• DIRECTIONS: After locating the line that contains "is redirected there." in the records below, write out exactly that line and each line after it through the one that contains "impl AuthenticateAction for", and nothing else.

(Stored data entries)
————

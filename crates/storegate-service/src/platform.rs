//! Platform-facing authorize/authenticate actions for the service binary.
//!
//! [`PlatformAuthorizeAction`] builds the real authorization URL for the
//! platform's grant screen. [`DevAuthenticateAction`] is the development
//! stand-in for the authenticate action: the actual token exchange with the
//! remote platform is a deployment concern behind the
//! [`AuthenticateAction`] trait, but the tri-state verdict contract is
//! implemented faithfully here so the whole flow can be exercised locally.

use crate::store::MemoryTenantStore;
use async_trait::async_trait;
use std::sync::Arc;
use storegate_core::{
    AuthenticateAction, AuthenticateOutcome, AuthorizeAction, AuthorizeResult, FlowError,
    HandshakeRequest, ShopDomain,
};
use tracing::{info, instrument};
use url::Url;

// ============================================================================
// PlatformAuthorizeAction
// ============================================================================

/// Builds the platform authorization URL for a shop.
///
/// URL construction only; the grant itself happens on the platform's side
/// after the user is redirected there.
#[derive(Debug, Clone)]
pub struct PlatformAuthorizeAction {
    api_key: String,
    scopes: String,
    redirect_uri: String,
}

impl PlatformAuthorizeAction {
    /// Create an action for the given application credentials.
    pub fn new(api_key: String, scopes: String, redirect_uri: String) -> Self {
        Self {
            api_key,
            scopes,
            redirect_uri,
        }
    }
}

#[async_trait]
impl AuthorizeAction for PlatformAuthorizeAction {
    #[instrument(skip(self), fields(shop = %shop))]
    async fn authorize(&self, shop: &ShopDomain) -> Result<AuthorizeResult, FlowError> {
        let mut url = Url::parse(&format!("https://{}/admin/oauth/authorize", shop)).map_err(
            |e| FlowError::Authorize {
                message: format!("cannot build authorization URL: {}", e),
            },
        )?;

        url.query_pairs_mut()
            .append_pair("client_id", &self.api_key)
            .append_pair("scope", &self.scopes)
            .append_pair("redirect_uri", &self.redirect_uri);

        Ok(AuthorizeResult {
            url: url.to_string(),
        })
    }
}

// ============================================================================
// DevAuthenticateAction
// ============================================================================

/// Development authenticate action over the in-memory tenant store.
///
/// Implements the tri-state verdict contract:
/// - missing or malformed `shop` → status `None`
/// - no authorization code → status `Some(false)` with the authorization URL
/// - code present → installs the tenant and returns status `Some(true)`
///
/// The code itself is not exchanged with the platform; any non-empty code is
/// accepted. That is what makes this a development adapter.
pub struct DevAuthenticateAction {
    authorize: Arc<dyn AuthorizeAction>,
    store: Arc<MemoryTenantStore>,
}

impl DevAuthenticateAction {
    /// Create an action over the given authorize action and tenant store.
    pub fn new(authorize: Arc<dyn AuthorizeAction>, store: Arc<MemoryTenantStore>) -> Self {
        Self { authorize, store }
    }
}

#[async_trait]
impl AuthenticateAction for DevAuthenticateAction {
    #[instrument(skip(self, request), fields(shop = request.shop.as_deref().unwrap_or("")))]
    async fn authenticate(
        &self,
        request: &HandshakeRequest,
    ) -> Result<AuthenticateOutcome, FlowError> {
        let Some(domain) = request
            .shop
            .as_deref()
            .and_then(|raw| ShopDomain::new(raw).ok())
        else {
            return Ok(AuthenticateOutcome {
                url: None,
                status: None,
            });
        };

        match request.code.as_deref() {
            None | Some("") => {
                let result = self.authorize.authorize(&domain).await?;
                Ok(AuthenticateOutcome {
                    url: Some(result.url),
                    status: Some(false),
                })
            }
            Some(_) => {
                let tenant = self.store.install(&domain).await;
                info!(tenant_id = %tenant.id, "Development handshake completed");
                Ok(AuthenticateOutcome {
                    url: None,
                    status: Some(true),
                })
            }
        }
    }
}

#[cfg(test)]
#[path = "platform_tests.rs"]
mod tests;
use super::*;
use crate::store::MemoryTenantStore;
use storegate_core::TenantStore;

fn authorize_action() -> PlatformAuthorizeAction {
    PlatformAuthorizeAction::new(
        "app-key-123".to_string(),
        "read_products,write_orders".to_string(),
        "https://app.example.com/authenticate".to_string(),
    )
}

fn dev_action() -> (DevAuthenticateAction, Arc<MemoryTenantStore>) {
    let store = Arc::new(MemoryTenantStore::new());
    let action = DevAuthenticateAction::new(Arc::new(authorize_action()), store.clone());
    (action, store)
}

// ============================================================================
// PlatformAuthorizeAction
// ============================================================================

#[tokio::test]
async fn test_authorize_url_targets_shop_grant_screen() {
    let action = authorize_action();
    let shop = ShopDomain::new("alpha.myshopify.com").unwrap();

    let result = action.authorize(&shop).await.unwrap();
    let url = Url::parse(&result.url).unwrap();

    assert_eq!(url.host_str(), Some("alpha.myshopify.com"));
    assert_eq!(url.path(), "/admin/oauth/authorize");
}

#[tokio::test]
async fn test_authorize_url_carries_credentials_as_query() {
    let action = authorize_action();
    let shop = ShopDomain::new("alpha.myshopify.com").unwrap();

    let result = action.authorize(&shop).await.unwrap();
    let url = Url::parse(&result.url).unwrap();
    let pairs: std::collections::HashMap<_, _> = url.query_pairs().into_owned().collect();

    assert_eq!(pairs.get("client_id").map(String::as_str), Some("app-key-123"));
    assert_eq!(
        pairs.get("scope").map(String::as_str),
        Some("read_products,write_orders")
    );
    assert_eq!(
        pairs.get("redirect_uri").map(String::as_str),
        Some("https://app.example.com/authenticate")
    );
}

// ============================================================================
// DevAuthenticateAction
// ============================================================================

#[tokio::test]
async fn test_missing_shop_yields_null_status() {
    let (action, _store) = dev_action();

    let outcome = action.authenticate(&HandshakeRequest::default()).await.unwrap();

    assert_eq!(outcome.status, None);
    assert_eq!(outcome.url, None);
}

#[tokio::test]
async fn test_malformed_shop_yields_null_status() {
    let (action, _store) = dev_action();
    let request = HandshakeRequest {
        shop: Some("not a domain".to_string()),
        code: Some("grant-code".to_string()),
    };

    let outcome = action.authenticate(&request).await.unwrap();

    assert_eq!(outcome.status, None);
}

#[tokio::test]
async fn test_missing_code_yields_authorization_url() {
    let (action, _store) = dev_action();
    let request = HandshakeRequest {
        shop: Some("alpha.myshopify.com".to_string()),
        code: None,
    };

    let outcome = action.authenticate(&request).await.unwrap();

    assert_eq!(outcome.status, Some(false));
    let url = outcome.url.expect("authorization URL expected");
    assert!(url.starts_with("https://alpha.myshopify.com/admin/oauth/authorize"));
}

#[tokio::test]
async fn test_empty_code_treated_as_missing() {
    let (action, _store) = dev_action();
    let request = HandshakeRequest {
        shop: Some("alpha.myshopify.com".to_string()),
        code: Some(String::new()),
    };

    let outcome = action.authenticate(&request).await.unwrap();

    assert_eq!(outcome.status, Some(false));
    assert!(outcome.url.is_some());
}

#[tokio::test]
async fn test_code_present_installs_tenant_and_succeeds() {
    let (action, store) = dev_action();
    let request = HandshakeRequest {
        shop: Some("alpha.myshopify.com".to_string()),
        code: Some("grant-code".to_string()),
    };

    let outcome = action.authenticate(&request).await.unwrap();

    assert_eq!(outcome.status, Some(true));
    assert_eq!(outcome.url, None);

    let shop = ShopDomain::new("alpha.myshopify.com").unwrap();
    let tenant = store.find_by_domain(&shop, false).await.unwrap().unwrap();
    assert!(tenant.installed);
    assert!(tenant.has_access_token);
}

————

• ANSWER AREA:
/// after the user is redirected there.
#[derive(Debug, Clone)]
pub struct PlatformAuthorizeAction {
    api_key: String,
    scopes: String,
    redirect_uri: String,
}

impl PlatformAuthorizeAction {
    /// Create an action for the given application credentials.
    pub fn new(api_key: String, scopes: String, redirect_uri: String) -> Self {
        Self {
            api_key,
            scopes,
            redirect_uri,
        }
    }
}

#[async_trait]
impl AuthorizeAction for PlatformAuthorizeAction {
    #[instrument(skip(self), fields(shop = %shop))]
    async fn authorize(&self, shop: &ShopDomain) -> Result<AuthorizeResult, FlowError> {
        let mut url = Url::parse(&format!("https://{}/admin/oauth/authorize", shop)).map_err(
            |e| FlowError::Authorize {
                message: format!("cannot build authorization URL: {}", e),
            },
        )?;

        url.query_pairs_mut()
            .append_pair("client_id", &self.api_key)
            .append_pair("scope", &self.scopes)
            .append_pair("redirect_uri", &self.redirect_uri);

        Ok(AuthorizeResult {
            url: url.to_string(),
        })
    }
}

// ============================================================================
// DevAuthenticateAction
// ============================================================================

/// Development authenticate action over the in-memory tenant store.
///
/// Implements the tri-state verdict contract:
/// - missing or malformed `shop` → status `None`
/// - no authorization code → status `Some(false)` with the authorization URL
/// - code present → installs the tenant and returns status `Some(true)`
///
/// The code itself is not exchanged with the platform; any non-empty code is
/// accepted. That is what makes this a development adapter.
pub struct DevAuthenticateAction {
    authorize: Arc<dyn AuthorizeAction>,
    store: Arc<MemoryTenantStore>,
}

impl DevAuthenticateAction {
    /// Create an action over the given authorize action and tenant store.
    pub fn new(authorize: Arc<dyn AuthorizeAction>, store: Arc<MemoryTenantStore>) -> Self {
        Self { authorize, store }
    }
}

#[async_trait]
impl AuthenticateAction for DevAuthenticateAction {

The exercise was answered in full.